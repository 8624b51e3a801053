//! HTTP filter service for the host proxy.
//!
//! The host proxy buffers each completed model response and posts it here
//! together with the originating request. The reply tells it whether to
//! forward the response or substitute the synthetic one.
//!
//! ```text
//!  POST /v1/intercept  {url, request_body | messages, response_body}
//!        ──▶ {"action":"pass"[, "decision"]}
//!        ──▶ {"action":"replace", "status", "content_type", "body", "decision"}
//!  GET  /v1/state      ProxyState snapshot
//!  GET  /health        liveness
//!  GET  /metrics       OpenMetrics text
//! ```

use std::sync::Arc;
use std::time::Instant;

use axum::{
    Json, Router,
    extract::State,
    http::{StatusCode, header},
    response::IntoResponse,
    routing::{get, post},
};
use intentgate_core::audit::Decision;
use intentgate_core::conversation::Message;
use intentgate_core::pipeline::{FlowAction, InterceptedFlow, messages_from_request};
use serde::{Deserialize, Serialize};
use serde_json::{Value, json};
use tokio::net::TcpListener;
use tokio_util::sync::CancellationToken;
use tracing::{debug, error, info};

use crate::app::App;
use crate::error::CliError;

// ─────────────────────────────────────────────────────────────────────────────
// Wire Types
// ─────────────────────────────────────────────────────────────────────────────

/// Body of `POST /v1/intercept`.
///
/// History comes from `messages` when present, otherwise from the
/// `messages` array inside `request_body` (a JSON string or object).
#[derive(Debug, Deserialize)]
pub struct InterceptRequest {
    pub url: String,
    #[serde(default)]
    pub request_body: Option<Value>,
    #[serde(default)]
    pub messages: Option<Vec<Message>>,
    pub response_body: String,
}

impl InterceptRequest {
    fn into_flow(self) -> InterceptedFlow {
        let messages = match (self.messages, self.request_body) {
            (Some(messages), _) => messages,
            (None, Some(Value::String(raw))) => messages_from_request(&raw),
            (None, Some(other)) => messages_from_request(&other.to_string()),
            (None, None) => Vec::new(),
        };
        InterceptedFlow::new(self.url, messages, self.response_body)
    }
}

/// Reply of `POST /v1/intercept`.
#[derive(Debug, Serialize)]
#[serde(tag = "action", rename_all = "lowercase")]
pub enum InterceptResponse {
    Pass {
        #[serde(skip_serializing_if = "Option::is_none")]
        decision: Option<Decision>,
    },
    Replace {
        status: u16,
        content_type: &'static str,
        body: Value,
        decision: Decision,
    },
}

// ─────────────────────────────────────────────────────────────────────────────
// Router
// ─────────────────────────────────────────────────────────────────────────────

#[derive(Clone)]
struct ServerState {
    app: Arc<App>,
    started_at: Instant,
}

/// Builds the service router.
pub fn router(app: Arc<App>) -> Router {
    Router::new()
        .route("/v1/intercept", post(intercept_handler))
        .route("/v1/state", get(state_handler))
        .route("/health", get(health_handler))
        .route("/metrics", get(metrics_handler))
        .with_state(ServerState {
            app,
            started_at: Instant::now(),
        })
}

/// Serves `router(app)` on `bind` until `shutdown` is cancelled.
///
/// # Errors
///
/// Returns [`CliError::Bind`] if the address cannot be bound and
/// [`CliError::Serve`] if the server fails.
pub async fn serve(app: Arc<App>, bind: &str, shutdown: CancellationToken) -> Result<(), CliError> {
    let listener = TcpListener::bind(bind)
        .await
        .map_err(|source| CliError::Bind {
            addr: bind.to_string(),
            source,
        })?;

    info!(addr = %bind, "IntentGate filter listening");

    axum::serve(listener, router(app))
        .with_graceful_shutdown(async move {
            shutdown.cancelled().await;
            info!("Filter service shutting down");
        })
        .await
        .map_err(CliError::Serve)
}

// ─────────────────────────────────────────────────────────────────────────────
// Handlers
// ─────────────────────────────────────────────────────────────────────────────

async fn intercept_handler(
    State(state): State<ServerState>,
    Json(request): Json<InterceptRequest>,
) -> Json<InterceptResponse> {
    if !state.app.scope.matches_url(&request.url) {
        debug!(url = %request.url, "Out of scope, passing through");
        return Json(InterceptResponse::Pass { decision: None });
    }

    let flow = request.into_flow();
    let interception = state.app.pipeline.process(&flow).await;

    Json(match interception.action {
        FlowAction::PassThrough => InterceptResponse::Pass {
            decision: Some(interception.decision),
        },
        FlowAction::Replace(replacement) => InterceptResponse::Replace {
            status: replacement.status,
            content_type: replacement.content_type,
            body: replacement.body,
            decision: interception.decision,
        },
    })
}

async fn state_handler(State(state): State<ServerState>) -> impl IntoResponse {
    Json(state.app.state.snapshot().as_ref().clone())
}

async fn health_handler(State(state): State<ServerState>) -> impl IntoResponse {
    Json(json!({
        "status": "ok",
        "version": env!("CARGO_PKG_VERSION"),
        "uptime_seconds": state.started_at.elapsed().as_secs(),
    }))
}

async fn metrics_handler(State(state): State<ServerState>) -> impl IntoResponse {
    let mut buffer = String::new();

    if let Err(e) = prometheus_client::encoding::text::encode(&mut buffer, &state.app.registry) {
        error!(error = %e, "Failed to encode metrics");
        return (
            StatusCode::INTERNAL_SERVER_ERROR,
            format!("Failed to encode metrics: {}", e),
        )
            .into_response();
    }

    (
        StatusCode::OK,
        [(
            header::CONTENT_TYPE,
            "application/openmetrics-text; version=1.0.0; charset=utf-8",
        )],
        buffer,
    )
        .into_response()
}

- - -

**BRIEF**
Transcribe the material above in full, keeping every word.

**RESPONSE TO THE TASK**
repository 8624b51e3a801053
//! HTTP filter service for the host proxy.
//!
//! The host proxy buffers each completed model response and posts it here
//! together with the originating request. The reply tells it whether to
//! forward the response or substitute the synthetic one.
//!
//! ```text
//!  POST /v1/intercept  {url, request_body | messages, response_body}
//!        ──▶ {"action":"pass"[, "decision"]}
//!        ──▶ {"action":"replace", "status", "content_type", "body", "decision"}
//!  GET  /v1/state      ProxyState snapshot
//!  GET  /health        liveness
//!  GET  /metrics       OpenMetrics text
//! ```

use std::sync::Arc;
use std::time::Instant;

use axum::{
    Json, Router,
    extract::State,
    http::{StatusCode, header},
    response::IntoResponse,
    routing::{get, post},
};
use intentgate_core::audit::Decision;
use intentgate_core::conversation::Message;
use intentgate_core::pipeline::{FlowAction, InterceptedFlow, messages_from_request};
use serde::{Deserialize, Serialize};
use serde_json::{Value, json};
use tokio::net::TcpListener;
use tokio_util::sync::CancellationToken;
use tracing::{debug, error, info};

use crate::app::App;
use crate::error::CliError;

// ─────────────────────────────────────────────────────────────────────────────
// Wire Types
// ─────────────────────────────────────────────────────────────────────────────

/// Body of `POST /v1/intercept`.
///
/// History comes from `messages` when present, otherwise from the
/// `messages` array inside `request_body` (a JSON string or object).
#[derive(Debug, Deserialize)]
pub struct InterceptRequest {
    pub url: String,
    #[serde(default)]
    pub request_body: Option<Value>,
    #[serde(default)]
    pub messages: Option<Vec<Message>>,
    pub response_body: String,
}

impl InterceptRequest {
    fn into_flow(self) -> InterceptedFlow {
        let messages = match (self.messages, self.request_body) {
            (Some(messages), _) => messages,
            (None, Some(Value::String(raw))) => messages_from_request(&raw),
            (None, Some(other)) => messages_from_request(&other.to_string()),
            (None, None) => Vec::new(),
        };
        InterceptedFlow::new(self.url, messages, self.response_body)
    }
}

/// Reply of `POST /v1/intercept`.
#[derive(Debug, Serialize)]
#[serde(tag = "action", rename_all = "lowercase")]
pub enum InterceptResponse {
    Pass {
        #[serde(skip_serializing_if = "Option::is_none")]
        decision: Option<Decision>,
    },
    Replace {
        status: u16,
        content_type: &'static str,
        body: Value,
        decision: Decision,
    },
}

// ─────────────────────────────────────────────────────────────────────────────
// Router
// ─────────────────────────────────────────────────────────────────────────────

#[derive(Clone)]
struct ServerState {
    app: Arc<App>,
    started_at: Instant,
}

/// Builds the service router.
pub fn router(app: Arc<App>) -> Router {
    Router::new()
        .route("/v1/intercept", post(intercept_handler))
        .route("/v1/state", get(state_handler))
        .route("/health", get(health_handler))
        .route("/metrics", get(metrics_handler))
        .with_state(ServerState {
            app,
            started_at: Instant::now(),
        })
}

/// Serves `router(app)` on `bind` until `shutdown` is cancelled.
///
/// # Errors
///
/// Returns [`CliError::Bind`] if the address cannot be bound and
/// [`CliError::Serve`] if the server fails.
pub async fn serve(app: Arc<App>, bind: &str, shutdown: CancellationToken) -> Result<(), CliError> {
    let listener = TcpListener::bind(bind)
        .await
        .map_err(|source| CliError::Bind {
            addr: bind.to_string(),
            source,
        })?;

    info!(addr = %bind, "IntentGate filter listening");

    axum::serve(listener, router(app))
        .with_graceful_shutdown(async move {
            shutdown.cancelled().await;
            info!("Filter service shutting down");
        })
        .await
        .map_err(CliError::Serve)
}

// ─────────────────────────────────────────────────────────────────────────────
// Handlers
// ─────────────────────────────────────────────────────────────────────────────

async fn intercept_handler(
    State(state): State<ServerState>,
    Json(request): Json<InterceptRequest>,
) -> Json<InterceptResponse> {
    if !state.app.scope.matches_url(&request.url) {
        debug!(url = %request.url, "Out of scope, passing through");
        return Json(InterceptResponse::Pass { decision: None });
    }

    let flow = request.into_flow();
    let interception = state.app.pipeline.process(&flow).await;

    Json(match interception.action {
        FlowAction::PassThrough => InterceptResponse::Pass {
            decision: Some(interception.decision),
        },
        FlowAction::Replace(replacement) => InterceptResponse::Replace {
            status: replacement.status,
            content_type: replacement.content_type,
            body: replacement.body,
            decision: interception.decision,
        },
    })
}

async fn state_handler(State(state): State<ServerState>) -> impl IntoResponse {
    Json(state.app.state.snapshot().as_ref().clone())
}

async fn health_handler(State(state): State<ServerState>) -> impl IntoResponse {
    Json(json!({
        "status": "ok",
        "version": env!("CARGO_PKG_VERSION"),
        "uptime_seconds": state.started_at.elapsed().as_secs(),
    }))
}

async fn metrics_handler(State(state): State<ServerState>) -> impl IntoResponse {
    let mut buffer = String::new();

    if let Err(e) = prometheus_client::encoding::text::encode(&mut buffer, &state.app.registry) {
        error!(error = %e, "Failed to encode metrics");
        return (
            StatusCode::INTERNAL_SERVER_ERROR,
            format!("Failed to encode metrics: {}", e),
        )
            .into_response();
    }

    (
        StatusCode::OK,
        [(
            header::CONTENT_TYPE,
            "application/openmetrics-text; version=1.0.0; charset=utf-8",
        )],
        buffer,
    )
        .into_response()
}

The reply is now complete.